ASSIGNED TASK: Every line below that contains "backends" is to be copied.

☆ ☆ ☆ ☆ ☆

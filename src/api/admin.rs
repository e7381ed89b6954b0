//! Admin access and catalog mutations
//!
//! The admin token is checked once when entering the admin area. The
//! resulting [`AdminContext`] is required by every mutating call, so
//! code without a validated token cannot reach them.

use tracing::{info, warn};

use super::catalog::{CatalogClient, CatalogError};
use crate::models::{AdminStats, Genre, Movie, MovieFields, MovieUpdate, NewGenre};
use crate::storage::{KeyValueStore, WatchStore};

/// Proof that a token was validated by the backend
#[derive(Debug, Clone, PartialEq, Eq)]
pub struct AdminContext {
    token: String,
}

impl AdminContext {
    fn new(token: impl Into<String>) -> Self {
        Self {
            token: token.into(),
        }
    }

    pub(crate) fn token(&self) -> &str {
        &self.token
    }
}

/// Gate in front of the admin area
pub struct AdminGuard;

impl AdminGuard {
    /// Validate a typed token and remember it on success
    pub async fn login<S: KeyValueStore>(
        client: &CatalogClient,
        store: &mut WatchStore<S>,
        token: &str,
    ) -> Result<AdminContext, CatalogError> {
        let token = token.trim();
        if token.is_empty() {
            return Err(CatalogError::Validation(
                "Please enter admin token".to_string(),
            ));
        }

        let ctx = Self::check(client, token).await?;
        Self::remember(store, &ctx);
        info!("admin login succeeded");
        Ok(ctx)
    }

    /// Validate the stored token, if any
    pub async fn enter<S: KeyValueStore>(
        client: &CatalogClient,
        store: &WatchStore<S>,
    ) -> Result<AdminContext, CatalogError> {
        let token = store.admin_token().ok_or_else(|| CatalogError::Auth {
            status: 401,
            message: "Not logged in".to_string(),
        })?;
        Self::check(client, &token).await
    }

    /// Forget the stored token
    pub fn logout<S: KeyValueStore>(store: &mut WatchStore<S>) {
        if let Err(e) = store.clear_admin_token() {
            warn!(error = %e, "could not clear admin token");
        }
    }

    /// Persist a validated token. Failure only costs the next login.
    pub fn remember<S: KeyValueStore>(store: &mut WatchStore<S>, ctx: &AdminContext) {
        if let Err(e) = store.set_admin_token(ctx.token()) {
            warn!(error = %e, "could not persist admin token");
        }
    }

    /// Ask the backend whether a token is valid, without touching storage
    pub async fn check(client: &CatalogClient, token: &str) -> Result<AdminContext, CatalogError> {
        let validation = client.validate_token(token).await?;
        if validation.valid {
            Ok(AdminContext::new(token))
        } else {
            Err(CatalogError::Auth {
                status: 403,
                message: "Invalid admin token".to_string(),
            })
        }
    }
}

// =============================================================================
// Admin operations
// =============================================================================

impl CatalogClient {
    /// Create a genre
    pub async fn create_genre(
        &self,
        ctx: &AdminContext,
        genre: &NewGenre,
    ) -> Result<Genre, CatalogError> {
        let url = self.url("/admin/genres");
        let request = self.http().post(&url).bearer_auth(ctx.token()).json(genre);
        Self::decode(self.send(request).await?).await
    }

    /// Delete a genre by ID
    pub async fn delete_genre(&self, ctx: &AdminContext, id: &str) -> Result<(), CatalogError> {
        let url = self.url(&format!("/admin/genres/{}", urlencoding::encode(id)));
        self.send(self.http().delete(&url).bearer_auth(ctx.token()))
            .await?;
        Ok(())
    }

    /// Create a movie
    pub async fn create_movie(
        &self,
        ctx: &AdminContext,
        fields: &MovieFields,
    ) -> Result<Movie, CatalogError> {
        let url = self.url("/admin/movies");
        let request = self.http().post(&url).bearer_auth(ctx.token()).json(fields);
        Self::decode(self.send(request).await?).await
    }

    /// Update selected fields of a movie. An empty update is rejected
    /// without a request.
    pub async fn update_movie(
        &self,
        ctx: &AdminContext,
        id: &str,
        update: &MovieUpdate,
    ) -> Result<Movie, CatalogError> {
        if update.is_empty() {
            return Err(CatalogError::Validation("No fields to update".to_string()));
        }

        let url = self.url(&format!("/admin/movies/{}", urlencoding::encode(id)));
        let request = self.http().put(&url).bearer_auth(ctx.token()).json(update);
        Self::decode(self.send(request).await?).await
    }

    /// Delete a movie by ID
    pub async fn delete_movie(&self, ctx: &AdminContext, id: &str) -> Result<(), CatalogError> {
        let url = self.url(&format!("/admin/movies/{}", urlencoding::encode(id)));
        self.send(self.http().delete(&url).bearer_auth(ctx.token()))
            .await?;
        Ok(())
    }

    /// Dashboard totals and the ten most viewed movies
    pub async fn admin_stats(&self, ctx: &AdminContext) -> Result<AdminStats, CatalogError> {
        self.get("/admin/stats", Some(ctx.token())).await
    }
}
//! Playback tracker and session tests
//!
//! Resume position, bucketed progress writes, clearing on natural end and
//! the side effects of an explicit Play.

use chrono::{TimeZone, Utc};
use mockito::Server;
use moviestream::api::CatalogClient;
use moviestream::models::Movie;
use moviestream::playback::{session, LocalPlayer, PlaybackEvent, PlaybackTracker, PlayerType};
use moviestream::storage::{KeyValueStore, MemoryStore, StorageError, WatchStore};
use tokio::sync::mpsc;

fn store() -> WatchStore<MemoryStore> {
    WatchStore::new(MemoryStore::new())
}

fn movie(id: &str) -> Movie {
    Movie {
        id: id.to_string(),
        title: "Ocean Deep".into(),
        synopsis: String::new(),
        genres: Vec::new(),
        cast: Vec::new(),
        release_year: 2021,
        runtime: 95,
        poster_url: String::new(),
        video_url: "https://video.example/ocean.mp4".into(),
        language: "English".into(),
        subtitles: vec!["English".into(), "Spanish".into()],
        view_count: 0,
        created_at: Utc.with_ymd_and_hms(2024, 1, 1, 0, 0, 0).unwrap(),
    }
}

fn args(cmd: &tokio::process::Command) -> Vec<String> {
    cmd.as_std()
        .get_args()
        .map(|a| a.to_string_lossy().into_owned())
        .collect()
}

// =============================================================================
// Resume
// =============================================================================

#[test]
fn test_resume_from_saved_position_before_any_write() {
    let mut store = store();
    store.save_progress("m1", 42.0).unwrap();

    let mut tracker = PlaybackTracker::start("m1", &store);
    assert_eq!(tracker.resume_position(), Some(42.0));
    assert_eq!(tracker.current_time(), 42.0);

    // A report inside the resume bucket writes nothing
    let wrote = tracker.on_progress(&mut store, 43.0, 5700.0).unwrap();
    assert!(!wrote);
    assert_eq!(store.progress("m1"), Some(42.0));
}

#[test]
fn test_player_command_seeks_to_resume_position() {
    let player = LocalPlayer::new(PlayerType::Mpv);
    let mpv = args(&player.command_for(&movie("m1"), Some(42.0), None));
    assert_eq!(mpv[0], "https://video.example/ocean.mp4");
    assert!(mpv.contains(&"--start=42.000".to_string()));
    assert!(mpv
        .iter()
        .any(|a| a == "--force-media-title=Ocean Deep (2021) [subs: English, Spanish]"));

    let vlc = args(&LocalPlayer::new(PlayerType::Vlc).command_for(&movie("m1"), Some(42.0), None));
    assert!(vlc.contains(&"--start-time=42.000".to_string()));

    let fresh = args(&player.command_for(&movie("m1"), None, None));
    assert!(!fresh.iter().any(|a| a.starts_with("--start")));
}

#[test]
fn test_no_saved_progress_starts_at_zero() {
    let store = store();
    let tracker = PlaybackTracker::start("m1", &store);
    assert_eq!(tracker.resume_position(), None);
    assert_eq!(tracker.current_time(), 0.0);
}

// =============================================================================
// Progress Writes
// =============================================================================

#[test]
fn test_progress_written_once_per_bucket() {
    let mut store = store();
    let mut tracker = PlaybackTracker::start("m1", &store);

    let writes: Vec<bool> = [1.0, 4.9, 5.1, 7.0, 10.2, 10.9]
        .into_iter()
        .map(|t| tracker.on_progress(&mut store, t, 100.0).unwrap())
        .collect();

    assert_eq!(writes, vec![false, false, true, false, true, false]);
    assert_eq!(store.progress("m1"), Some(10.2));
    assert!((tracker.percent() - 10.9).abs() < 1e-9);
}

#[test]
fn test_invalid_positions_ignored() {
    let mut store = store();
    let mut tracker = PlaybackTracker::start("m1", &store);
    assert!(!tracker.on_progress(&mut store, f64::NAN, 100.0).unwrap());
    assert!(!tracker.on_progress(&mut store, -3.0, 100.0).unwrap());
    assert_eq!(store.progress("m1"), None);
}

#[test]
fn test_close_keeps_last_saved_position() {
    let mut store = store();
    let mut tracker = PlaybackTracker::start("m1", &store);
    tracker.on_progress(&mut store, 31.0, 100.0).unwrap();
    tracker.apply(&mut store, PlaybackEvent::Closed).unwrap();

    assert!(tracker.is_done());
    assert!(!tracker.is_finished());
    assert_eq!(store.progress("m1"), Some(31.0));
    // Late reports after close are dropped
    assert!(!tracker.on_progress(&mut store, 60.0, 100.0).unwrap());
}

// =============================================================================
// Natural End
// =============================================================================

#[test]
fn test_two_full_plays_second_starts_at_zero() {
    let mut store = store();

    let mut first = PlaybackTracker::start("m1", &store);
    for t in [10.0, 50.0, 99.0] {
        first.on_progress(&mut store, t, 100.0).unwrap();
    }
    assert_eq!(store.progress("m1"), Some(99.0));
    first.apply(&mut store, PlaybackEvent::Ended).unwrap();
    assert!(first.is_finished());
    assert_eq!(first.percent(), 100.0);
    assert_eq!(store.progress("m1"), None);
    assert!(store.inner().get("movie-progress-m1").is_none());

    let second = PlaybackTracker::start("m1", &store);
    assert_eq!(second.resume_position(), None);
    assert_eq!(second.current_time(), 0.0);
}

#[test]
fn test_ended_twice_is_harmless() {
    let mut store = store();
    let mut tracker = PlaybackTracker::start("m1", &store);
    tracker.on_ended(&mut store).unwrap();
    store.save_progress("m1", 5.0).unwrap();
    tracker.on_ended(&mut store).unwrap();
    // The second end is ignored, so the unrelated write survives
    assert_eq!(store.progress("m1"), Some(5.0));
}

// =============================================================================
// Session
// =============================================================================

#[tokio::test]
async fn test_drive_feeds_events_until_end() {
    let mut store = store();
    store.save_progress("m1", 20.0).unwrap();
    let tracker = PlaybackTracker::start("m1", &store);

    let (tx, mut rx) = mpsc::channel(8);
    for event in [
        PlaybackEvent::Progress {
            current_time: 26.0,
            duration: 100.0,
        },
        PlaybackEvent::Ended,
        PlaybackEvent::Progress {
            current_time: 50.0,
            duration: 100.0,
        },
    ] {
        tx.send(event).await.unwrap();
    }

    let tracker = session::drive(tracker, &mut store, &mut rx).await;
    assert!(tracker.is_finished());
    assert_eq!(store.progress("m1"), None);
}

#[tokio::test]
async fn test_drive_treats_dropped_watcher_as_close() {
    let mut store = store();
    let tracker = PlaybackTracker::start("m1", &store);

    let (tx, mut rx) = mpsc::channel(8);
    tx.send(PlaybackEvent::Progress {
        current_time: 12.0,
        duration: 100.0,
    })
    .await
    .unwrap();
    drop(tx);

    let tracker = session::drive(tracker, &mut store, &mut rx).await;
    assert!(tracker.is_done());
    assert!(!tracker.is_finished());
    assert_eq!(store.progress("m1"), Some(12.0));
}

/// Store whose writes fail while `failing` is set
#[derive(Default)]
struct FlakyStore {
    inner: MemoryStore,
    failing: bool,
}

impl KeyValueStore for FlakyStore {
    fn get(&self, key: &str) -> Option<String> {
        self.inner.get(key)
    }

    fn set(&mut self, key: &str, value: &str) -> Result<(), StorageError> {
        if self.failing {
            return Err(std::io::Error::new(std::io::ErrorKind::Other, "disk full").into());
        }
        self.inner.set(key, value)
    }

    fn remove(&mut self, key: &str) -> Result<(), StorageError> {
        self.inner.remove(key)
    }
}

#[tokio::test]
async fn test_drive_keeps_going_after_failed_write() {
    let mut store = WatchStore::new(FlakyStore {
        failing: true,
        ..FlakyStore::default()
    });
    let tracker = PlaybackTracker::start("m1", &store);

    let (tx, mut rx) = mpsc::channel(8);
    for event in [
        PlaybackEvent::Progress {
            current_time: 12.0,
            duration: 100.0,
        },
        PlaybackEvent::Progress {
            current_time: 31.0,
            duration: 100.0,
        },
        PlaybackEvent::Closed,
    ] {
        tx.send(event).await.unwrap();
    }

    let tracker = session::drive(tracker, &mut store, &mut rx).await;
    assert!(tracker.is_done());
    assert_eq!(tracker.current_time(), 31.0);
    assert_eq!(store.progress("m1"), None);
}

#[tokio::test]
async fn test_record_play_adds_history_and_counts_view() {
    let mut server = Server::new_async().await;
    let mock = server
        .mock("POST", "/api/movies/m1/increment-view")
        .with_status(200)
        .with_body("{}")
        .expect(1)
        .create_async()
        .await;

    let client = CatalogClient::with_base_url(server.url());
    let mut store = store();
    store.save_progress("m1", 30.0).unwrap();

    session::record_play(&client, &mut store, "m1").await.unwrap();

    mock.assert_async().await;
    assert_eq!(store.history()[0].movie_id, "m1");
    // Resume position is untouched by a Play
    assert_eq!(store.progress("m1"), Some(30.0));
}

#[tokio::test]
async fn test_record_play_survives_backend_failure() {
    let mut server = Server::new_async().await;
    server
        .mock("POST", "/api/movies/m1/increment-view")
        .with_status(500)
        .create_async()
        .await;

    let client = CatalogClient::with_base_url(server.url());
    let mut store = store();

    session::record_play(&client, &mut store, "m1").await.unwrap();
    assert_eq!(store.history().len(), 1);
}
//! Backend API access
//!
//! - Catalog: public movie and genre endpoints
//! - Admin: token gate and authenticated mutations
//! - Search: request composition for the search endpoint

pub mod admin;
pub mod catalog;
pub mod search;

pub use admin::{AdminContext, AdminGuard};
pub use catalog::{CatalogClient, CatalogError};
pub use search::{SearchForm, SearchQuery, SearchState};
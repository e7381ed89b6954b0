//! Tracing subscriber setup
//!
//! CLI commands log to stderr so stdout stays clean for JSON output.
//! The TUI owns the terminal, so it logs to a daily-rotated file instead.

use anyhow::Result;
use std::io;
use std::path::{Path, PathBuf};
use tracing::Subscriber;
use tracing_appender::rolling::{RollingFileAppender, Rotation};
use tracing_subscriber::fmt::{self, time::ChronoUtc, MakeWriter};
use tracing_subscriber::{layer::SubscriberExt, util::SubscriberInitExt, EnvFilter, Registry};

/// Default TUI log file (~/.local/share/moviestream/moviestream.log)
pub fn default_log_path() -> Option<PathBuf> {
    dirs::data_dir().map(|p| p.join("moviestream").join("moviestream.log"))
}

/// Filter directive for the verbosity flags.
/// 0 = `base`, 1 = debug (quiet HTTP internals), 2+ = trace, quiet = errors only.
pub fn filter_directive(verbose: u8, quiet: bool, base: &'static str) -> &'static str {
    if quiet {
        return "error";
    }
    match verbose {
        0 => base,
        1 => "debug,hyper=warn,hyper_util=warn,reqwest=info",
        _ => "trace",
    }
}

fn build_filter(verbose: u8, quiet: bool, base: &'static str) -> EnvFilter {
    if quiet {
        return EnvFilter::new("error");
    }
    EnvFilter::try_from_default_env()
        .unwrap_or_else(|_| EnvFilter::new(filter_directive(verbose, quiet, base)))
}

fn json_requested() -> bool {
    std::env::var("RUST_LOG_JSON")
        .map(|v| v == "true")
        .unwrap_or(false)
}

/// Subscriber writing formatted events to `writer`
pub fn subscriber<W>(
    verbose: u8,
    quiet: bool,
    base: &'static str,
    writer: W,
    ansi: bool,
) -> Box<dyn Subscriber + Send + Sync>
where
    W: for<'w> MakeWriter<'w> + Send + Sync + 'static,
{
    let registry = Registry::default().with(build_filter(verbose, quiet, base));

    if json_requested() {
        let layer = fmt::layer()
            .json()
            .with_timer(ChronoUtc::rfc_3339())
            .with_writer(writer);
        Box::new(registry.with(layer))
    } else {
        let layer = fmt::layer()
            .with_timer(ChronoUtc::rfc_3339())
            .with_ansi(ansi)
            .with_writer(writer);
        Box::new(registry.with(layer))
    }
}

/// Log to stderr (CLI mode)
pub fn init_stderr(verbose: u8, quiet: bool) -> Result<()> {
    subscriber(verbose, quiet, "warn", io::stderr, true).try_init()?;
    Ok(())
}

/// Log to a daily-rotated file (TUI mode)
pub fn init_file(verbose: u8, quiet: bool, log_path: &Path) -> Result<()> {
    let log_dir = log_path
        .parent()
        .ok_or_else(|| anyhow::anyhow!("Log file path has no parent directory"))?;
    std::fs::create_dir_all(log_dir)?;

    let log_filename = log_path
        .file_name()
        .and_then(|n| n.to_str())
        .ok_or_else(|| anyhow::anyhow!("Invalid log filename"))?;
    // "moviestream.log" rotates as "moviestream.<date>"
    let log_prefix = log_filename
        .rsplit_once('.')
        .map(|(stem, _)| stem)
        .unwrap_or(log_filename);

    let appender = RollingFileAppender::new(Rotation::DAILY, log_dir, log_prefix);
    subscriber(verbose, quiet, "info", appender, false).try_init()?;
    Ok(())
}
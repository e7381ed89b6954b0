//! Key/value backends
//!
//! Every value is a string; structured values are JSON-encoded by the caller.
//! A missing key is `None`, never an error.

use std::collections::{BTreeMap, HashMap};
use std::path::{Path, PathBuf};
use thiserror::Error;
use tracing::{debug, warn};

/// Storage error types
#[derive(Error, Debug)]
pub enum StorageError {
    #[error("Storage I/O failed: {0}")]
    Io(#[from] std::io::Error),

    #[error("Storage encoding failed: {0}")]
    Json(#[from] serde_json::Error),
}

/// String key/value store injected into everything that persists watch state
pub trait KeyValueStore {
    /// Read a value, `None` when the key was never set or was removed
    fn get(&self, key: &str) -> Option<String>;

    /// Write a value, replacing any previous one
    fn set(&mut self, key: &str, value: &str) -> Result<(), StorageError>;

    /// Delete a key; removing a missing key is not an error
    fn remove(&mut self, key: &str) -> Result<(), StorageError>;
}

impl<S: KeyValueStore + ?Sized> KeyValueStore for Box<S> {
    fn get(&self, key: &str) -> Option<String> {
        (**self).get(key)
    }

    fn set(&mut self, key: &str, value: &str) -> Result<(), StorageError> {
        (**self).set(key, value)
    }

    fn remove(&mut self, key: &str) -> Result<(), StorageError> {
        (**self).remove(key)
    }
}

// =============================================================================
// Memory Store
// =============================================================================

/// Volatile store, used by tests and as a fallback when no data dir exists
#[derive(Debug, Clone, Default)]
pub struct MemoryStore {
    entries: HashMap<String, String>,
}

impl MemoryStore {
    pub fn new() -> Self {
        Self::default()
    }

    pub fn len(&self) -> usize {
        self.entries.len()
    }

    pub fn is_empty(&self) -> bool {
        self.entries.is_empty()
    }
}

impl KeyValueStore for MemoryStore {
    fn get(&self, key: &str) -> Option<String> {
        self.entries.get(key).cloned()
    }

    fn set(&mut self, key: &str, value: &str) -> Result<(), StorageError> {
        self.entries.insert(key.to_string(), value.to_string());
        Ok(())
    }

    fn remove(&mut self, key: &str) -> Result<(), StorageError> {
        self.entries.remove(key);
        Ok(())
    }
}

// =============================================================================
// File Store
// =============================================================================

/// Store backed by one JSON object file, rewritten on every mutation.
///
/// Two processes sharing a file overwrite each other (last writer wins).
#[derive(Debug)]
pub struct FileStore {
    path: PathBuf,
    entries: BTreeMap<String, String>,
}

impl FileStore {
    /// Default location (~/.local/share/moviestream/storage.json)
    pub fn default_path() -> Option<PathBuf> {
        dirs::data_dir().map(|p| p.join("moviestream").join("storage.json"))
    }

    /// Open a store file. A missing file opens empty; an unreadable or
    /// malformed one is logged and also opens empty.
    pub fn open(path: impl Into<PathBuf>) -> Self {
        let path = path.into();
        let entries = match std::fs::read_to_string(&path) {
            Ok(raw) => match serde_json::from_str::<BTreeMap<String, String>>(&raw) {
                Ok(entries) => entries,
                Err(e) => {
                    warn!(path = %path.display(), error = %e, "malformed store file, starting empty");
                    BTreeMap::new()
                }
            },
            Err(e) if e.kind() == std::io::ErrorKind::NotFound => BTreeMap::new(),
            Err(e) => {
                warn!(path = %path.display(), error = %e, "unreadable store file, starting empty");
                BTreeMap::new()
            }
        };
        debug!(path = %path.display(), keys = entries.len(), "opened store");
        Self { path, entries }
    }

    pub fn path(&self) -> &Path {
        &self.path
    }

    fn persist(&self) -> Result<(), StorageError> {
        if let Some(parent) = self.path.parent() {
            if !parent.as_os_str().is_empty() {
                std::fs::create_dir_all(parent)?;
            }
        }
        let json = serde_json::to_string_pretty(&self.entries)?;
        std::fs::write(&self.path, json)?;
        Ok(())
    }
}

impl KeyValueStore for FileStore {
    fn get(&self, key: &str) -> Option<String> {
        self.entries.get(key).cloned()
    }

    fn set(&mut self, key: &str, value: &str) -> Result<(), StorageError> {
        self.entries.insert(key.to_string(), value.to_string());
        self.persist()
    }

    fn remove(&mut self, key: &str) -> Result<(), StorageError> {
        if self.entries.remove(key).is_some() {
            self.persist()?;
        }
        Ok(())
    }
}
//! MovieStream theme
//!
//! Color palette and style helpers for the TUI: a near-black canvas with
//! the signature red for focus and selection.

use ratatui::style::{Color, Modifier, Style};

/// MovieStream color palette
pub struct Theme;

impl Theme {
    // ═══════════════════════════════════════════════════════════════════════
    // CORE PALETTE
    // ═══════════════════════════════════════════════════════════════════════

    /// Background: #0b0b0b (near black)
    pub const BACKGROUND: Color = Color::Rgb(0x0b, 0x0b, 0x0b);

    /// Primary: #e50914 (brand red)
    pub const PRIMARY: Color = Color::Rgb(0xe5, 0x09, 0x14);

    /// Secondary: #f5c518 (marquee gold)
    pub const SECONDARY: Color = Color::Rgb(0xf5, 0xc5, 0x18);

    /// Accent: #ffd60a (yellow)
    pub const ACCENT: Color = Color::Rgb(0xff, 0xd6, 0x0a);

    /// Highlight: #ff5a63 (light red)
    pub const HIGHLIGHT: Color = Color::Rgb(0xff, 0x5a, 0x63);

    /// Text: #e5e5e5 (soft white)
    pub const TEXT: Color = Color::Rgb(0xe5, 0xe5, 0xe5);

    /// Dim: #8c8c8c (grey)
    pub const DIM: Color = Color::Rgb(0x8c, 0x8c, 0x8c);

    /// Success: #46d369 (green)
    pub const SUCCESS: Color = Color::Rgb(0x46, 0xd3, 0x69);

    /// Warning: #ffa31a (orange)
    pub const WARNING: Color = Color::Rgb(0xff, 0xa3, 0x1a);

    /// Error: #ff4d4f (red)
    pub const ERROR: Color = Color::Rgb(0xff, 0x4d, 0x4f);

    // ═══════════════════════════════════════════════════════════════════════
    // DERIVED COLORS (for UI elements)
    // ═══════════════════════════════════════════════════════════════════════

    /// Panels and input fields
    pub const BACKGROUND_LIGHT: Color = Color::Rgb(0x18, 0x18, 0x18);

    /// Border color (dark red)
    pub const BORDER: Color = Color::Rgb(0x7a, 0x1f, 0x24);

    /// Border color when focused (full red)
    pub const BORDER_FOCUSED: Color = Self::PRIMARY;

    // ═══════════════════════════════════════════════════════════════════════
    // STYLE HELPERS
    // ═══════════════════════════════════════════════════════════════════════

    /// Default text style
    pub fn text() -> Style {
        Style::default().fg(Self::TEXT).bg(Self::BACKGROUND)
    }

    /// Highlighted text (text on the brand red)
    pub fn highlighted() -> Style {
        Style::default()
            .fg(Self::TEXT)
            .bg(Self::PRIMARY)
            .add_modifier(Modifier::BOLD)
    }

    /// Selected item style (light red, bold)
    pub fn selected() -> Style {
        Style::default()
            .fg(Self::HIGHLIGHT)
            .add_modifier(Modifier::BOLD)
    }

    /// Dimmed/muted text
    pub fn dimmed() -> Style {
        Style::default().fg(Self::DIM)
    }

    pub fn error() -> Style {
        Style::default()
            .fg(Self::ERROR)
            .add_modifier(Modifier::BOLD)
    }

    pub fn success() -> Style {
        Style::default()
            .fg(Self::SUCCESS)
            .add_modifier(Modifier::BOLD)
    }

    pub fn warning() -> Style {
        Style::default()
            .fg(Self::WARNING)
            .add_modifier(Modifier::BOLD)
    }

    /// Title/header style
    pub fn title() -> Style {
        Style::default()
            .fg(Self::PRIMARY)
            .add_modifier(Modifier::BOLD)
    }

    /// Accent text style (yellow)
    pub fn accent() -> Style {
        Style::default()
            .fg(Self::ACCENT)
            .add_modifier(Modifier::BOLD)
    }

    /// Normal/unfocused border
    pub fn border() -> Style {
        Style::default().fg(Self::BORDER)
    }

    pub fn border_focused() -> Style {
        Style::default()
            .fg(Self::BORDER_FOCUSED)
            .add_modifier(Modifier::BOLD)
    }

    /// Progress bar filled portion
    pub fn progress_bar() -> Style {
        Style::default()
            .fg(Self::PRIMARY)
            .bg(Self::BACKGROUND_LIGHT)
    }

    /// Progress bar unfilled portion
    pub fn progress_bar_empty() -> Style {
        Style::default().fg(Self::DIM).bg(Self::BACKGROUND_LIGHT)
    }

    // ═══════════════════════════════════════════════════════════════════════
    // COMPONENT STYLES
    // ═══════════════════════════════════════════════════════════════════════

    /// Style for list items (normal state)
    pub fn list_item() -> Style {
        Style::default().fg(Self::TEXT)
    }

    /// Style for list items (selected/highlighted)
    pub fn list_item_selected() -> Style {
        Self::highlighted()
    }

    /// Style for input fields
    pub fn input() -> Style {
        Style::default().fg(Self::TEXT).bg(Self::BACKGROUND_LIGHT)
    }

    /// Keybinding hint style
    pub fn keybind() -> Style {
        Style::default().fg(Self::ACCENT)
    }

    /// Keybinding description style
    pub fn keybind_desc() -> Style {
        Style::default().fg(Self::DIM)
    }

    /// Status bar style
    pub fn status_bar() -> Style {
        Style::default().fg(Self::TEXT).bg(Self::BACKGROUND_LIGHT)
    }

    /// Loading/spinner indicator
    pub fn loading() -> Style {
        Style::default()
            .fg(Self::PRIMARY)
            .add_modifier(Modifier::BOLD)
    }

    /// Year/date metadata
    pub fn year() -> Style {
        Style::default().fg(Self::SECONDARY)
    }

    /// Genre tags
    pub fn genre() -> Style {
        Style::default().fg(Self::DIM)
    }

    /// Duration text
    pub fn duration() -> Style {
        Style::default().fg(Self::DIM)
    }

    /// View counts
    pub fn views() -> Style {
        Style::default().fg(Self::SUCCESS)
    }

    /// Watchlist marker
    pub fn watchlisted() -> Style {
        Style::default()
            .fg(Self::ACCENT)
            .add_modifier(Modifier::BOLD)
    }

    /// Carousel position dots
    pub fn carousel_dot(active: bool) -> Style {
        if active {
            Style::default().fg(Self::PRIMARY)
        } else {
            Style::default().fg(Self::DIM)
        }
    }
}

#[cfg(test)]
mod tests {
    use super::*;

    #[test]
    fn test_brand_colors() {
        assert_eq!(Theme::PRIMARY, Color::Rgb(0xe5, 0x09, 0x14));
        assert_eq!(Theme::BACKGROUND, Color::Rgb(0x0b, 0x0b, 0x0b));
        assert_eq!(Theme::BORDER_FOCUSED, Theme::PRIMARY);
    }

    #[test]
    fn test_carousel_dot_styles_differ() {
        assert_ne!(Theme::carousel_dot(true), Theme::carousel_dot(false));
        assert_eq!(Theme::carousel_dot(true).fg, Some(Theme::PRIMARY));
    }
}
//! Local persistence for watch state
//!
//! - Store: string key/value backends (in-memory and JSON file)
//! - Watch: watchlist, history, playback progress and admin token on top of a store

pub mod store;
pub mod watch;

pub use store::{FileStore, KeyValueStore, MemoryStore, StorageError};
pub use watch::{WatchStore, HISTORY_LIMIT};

☆ ☆ ☆ ☆ ☆

TASK SOLUTION:
//! Key/value backends
//! - Store: string key/value backends (in-memory and JSON file)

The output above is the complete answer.